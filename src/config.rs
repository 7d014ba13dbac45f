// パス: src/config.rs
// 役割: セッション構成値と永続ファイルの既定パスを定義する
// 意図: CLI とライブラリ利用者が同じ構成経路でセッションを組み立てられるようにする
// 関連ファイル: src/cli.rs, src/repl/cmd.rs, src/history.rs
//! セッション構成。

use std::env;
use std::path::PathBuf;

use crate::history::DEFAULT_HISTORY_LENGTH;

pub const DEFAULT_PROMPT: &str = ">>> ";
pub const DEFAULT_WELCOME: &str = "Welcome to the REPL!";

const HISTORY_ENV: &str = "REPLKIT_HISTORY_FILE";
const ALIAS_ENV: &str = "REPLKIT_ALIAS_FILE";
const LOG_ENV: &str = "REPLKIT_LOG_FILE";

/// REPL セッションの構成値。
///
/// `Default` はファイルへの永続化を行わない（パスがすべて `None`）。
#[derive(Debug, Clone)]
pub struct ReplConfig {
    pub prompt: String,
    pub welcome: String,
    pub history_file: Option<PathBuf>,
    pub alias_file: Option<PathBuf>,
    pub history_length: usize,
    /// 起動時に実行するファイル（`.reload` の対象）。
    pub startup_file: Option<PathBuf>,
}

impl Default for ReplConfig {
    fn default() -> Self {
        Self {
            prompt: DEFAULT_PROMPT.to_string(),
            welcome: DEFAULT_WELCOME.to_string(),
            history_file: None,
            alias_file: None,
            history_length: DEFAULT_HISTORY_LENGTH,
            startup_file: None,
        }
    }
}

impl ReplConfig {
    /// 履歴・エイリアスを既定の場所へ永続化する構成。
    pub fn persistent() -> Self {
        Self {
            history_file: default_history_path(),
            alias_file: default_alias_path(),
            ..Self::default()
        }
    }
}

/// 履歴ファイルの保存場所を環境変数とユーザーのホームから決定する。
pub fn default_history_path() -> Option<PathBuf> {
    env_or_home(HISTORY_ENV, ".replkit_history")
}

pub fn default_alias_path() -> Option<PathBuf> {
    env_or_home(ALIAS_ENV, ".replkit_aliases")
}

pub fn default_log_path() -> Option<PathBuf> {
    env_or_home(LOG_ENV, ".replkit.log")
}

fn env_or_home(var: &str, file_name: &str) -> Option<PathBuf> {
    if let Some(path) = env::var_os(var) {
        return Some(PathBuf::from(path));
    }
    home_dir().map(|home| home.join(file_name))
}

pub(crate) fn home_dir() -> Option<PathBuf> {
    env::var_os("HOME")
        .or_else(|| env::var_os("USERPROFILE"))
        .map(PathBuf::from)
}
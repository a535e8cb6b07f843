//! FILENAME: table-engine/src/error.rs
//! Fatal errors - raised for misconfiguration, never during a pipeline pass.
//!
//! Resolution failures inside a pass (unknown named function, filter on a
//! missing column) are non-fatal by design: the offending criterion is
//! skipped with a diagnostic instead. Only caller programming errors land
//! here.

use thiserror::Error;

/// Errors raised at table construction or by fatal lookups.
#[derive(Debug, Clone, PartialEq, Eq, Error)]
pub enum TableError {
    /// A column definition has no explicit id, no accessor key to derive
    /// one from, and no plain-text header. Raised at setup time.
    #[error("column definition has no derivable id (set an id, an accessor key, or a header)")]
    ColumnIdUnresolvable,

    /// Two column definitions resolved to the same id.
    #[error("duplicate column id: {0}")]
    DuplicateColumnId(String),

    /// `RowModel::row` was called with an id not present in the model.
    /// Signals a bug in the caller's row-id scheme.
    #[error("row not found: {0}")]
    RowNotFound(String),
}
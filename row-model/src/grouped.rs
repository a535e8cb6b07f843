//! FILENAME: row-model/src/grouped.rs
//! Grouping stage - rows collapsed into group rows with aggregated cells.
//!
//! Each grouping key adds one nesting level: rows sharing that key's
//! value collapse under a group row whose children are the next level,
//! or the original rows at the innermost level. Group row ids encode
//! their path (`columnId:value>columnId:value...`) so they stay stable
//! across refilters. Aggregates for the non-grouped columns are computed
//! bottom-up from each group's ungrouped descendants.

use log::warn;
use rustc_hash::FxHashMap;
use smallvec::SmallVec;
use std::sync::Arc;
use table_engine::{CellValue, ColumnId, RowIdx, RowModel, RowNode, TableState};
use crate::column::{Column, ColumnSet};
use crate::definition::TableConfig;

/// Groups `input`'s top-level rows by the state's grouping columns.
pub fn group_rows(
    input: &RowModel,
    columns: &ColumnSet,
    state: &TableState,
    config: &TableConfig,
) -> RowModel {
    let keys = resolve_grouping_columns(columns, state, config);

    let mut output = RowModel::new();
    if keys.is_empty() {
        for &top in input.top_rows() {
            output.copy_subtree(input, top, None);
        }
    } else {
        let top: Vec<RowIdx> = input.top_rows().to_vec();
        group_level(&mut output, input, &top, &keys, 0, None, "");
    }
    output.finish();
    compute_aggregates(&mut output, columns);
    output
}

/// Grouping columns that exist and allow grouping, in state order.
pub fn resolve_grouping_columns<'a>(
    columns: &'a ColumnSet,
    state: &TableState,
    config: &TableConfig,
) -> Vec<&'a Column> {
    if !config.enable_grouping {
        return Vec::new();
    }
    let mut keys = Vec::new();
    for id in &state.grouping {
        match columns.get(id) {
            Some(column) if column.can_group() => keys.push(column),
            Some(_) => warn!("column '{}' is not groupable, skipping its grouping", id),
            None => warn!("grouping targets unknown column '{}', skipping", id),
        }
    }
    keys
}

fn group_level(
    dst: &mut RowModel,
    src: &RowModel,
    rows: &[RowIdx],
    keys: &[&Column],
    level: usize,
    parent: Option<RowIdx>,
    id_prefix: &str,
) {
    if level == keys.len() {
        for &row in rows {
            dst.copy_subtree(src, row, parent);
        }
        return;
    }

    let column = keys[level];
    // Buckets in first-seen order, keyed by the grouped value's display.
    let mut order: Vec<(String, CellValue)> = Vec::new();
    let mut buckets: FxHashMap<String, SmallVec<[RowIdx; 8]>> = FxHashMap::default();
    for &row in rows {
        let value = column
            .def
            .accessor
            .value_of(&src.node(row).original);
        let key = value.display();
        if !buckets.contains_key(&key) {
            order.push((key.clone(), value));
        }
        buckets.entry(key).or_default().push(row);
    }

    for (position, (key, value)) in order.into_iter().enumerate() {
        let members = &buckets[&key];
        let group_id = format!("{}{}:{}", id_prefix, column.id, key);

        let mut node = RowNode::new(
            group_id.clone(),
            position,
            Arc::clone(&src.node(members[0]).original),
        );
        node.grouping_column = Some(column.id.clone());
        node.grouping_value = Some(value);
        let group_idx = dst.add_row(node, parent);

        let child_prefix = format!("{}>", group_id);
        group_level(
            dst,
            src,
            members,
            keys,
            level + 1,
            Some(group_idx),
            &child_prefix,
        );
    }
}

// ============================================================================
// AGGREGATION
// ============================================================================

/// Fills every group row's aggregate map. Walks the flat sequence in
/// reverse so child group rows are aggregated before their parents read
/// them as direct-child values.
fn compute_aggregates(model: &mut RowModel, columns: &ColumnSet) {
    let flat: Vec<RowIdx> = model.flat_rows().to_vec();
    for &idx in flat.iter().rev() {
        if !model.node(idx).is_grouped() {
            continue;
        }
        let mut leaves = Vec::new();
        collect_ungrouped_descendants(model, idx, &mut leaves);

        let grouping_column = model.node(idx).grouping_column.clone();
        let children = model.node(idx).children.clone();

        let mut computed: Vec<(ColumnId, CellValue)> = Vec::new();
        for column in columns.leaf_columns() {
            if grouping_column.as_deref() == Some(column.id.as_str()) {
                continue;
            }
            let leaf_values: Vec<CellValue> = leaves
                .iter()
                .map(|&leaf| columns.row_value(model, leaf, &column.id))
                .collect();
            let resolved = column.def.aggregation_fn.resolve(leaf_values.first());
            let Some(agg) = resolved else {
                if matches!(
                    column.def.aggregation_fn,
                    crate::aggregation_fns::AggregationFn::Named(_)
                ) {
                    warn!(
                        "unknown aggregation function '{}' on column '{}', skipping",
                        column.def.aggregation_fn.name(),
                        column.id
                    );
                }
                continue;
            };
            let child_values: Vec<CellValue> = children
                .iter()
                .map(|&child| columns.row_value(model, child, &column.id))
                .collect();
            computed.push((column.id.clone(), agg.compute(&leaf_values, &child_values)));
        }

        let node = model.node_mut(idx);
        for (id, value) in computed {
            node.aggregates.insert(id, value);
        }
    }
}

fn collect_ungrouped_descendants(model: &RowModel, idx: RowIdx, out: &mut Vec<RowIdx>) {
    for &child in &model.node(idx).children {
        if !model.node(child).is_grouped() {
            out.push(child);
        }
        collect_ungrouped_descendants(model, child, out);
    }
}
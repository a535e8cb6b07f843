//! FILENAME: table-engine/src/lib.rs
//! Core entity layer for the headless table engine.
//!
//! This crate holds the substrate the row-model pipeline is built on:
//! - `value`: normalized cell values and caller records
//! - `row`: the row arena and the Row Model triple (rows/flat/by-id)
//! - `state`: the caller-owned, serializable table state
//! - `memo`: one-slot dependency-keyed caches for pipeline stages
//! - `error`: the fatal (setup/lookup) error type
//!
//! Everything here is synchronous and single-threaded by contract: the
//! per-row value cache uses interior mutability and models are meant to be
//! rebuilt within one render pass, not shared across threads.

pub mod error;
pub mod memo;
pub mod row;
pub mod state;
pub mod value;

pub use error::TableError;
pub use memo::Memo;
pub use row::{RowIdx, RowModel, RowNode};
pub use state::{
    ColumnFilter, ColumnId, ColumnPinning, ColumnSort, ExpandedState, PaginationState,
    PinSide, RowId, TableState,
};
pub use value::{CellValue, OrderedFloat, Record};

...

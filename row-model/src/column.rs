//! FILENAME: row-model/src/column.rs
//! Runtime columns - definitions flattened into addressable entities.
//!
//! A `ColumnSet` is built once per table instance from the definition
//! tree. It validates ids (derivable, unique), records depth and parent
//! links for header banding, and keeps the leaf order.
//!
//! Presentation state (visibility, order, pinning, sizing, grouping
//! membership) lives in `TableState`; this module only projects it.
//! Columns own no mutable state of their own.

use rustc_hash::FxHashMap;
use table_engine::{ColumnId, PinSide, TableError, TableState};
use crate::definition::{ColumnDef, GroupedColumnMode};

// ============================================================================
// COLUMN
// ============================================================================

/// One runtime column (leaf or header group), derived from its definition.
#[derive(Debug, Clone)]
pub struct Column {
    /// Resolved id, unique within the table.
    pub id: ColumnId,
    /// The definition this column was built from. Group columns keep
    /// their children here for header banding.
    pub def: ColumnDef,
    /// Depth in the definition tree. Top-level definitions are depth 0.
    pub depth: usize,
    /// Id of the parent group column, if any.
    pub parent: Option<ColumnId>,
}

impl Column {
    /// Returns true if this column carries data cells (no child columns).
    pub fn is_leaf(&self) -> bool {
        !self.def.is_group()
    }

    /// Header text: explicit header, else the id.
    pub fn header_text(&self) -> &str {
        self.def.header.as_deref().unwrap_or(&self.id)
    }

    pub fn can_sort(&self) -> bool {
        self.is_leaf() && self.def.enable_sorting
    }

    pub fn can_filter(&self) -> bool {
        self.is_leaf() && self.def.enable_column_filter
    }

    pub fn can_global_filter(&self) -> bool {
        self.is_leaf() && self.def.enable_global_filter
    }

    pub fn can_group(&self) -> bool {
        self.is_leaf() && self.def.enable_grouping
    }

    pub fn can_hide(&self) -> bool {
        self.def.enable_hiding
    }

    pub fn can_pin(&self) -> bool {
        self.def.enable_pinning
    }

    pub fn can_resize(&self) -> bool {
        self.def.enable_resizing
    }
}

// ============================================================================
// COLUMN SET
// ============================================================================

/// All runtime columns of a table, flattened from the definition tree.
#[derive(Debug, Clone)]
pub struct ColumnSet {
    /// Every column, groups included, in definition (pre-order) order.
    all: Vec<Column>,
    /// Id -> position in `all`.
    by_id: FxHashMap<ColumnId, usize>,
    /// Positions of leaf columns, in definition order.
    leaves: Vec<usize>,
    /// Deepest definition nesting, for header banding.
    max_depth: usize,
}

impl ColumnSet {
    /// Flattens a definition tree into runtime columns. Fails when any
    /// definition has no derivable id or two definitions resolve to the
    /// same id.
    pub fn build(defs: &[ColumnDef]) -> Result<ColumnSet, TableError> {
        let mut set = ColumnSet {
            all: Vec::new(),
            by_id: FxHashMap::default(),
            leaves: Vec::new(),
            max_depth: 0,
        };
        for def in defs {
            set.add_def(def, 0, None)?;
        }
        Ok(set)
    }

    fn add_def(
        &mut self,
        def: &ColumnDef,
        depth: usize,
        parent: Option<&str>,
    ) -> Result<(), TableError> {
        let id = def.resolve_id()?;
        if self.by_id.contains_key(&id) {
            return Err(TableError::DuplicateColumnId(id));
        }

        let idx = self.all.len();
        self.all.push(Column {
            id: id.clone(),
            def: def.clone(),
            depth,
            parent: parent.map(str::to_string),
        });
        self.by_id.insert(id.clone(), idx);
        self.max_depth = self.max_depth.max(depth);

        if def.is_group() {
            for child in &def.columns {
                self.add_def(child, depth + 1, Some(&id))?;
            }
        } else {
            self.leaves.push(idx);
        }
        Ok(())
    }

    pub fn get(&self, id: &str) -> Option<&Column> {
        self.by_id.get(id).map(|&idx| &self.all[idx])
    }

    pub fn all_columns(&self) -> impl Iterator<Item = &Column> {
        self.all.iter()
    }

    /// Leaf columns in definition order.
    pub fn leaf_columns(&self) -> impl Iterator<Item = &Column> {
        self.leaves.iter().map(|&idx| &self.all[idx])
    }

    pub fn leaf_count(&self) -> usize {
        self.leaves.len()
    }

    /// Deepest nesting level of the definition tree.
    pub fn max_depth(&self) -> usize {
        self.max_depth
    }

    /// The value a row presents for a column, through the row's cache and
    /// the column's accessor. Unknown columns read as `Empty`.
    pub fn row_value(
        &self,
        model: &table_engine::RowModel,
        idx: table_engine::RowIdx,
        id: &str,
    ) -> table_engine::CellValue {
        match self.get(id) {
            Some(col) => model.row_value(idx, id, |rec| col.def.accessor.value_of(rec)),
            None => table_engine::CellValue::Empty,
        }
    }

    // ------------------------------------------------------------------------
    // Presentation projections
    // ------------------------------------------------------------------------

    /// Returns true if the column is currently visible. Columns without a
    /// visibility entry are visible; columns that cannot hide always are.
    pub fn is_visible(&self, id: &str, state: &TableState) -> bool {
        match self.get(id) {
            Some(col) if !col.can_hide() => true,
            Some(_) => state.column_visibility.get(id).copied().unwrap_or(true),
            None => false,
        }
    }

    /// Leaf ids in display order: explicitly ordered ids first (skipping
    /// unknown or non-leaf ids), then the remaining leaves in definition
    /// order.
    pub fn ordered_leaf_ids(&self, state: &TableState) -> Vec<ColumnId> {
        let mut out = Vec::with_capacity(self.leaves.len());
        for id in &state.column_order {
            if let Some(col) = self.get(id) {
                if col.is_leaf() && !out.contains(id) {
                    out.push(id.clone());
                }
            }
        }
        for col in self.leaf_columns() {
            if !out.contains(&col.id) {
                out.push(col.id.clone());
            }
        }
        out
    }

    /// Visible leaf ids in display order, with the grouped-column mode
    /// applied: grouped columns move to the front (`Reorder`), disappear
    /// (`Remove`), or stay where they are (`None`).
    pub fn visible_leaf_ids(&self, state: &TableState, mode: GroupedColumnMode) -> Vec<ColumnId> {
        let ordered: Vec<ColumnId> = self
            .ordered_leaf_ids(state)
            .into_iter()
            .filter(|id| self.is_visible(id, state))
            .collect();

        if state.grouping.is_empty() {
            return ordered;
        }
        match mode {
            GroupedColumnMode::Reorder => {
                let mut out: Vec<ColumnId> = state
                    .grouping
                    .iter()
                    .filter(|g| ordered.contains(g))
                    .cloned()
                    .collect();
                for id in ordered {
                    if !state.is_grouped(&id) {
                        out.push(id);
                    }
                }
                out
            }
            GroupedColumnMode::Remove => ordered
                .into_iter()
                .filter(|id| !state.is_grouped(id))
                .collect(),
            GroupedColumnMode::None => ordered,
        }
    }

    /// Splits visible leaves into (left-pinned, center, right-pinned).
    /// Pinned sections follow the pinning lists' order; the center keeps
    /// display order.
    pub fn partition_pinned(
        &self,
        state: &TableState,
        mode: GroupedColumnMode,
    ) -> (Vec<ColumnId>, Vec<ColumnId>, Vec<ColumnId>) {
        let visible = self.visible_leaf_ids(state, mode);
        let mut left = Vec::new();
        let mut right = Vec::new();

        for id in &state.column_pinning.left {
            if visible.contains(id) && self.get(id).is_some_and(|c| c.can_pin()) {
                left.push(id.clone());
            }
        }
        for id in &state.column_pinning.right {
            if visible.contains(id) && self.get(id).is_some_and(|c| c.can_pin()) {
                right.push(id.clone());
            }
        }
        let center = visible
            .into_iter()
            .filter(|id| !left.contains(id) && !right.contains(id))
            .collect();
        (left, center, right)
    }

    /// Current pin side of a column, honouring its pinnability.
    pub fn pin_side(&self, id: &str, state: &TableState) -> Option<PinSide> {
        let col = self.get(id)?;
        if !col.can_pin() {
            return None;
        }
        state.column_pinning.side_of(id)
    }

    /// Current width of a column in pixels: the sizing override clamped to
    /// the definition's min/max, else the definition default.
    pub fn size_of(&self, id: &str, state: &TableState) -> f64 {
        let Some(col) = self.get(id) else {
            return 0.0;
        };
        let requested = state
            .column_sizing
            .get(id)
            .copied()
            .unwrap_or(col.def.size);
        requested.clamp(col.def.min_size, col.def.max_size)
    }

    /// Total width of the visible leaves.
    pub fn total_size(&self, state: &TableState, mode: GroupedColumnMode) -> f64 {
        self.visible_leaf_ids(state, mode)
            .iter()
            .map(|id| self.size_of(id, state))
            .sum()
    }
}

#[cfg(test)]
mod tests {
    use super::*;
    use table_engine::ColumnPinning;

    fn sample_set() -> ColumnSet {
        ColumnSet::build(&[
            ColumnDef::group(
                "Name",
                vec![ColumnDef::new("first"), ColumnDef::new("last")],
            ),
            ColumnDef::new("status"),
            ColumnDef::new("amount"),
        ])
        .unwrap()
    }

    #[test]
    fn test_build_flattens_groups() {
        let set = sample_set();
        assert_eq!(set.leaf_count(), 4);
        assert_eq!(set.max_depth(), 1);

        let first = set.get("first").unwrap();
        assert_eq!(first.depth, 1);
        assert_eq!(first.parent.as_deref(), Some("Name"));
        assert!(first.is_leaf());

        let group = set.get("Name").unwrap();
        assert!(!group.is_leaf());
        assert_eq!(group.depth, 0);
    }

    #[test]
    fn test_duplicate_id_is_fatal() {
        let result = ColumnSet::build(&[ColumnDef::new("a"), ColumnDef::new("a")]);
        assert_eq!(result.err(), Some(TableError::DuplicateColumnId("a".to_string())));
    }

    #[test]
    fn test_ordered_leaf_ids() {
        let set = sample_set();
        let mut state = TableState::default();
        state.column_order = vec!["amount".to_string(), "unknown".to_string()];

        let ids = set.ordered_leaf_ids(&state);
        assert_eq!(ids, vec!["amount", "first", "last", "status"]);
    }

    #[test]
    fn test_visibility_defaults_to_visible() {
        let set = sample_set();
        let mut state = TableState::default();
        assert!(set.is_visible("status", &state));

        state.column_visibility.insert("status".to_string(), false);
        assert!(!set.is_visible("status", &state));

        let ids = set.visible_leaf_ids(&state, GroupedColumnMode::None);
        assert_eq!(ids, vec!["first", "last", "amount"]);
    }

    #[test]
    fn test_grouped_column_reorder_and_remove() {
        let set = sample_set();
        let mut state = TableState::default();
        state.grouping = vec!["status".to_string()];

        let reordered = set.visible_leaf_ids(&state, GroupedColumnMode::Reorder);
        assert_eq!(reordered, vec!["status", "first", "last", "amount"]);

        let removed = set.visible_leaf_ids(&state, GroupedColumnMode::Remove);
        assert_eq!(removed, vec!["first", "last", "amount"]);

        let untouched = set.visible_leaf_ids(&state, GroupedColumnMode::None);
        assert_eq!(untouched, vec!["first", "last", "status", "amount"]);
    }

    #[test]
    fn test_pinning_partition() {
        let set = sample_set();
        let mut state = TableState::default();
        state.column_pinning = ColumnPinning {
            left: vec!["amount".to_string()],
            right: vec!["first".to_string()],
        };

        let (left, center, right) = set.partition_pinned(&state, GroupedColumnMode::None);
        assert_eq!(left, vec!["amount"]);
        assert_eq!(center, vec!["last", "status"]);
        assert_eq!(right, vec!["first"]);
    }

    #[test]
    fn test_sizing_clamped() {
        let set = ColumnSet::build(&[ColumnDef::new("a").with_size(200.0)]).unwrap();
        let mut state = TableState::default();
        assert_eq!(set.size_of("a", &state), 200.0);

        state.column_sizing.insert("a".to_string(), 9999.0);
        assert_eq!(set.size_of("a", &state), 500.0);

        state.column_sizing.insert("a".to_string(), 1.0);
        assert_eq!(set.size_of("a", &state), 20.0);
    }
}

* * *

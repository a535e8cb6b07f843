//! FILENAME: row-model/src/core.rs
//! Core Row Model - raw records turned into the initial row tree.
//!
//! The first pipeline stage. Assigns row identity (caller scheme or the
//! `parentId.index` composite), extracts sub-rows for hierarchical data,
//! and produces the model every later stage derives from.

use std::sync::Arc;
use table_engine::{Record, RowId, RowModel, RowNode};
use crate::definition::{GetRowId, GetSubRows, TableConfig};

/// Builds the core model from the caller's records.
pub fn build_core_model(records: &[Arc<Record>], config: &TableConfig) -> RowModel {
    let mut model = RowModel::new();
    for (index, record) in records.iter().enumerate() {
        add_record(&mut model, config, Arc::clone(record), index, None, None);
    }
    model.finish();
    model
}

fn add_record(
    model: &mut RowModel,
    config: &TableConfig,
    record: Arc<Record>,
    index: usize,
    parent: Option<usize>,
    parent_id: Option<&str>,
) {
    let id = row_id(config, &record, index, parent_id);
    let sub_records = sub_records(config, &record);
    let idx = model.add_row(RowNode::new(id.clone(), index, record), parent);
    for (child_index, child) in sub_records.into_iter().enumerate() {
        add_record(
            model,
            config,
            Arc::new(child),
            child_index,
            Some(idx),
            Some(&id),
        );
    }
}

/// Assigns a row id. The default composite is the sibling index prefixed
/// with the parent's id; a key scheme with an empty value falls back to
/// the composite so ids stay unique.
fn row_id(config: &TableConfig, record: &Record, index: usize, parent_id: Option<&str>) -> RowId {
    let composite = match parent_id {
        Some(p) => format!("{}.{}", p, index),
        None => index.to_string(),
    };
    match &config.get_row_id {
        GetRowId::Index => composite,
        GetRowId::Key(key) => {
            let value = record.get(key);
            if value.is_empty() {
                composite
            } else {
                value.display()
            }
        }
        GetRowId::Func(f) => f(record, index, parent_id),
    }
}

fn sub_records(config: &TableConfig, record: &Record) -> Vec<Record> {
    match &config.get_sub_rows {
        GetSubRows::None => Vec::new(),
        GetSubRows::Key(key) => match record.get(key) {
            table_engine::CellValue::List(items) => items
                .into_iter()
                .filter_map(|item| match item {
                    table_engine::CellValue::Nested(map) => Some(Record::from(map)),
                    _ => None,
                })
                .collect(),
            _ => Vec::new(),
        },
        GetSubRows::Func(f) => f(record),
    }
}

_Instructions for the task_
The expected answer is an exact copy of the lines above, beginning at the line with "filename src/config.rs" and ending at the line with "const ALIAS_ENV: &str", with both ends in.

_Your solution_
filename src/config.rs
repository 7d014ba13dbac45f
// パス: src/config.rs
// 役割: セッション構成値と永続ファイルの既定パスを定義する
// 意図: CLI とライブラリ利用者が同じ構成経路でセッションを組み立てられるようにする
// 関連ファイル: src/cli.rs, src/repl/cmd.rs, src/history.rs
//! セッション構成。

use std::env;
use std::path::PathBuf;

use crate::history::DEFAULT_HISTORY_LENGTH;

pub const DEFAULT_PROMPT: &str = ">>> ";
pub const DEFAULT_WELCOME: &str = "Welcome to the REPL!";

const HISTORY_ENV: &str = "REPLKIT_HISTORY_FILE";
const ALIAS_ENV: &str = "REPLKIT_ALIAS_FILE";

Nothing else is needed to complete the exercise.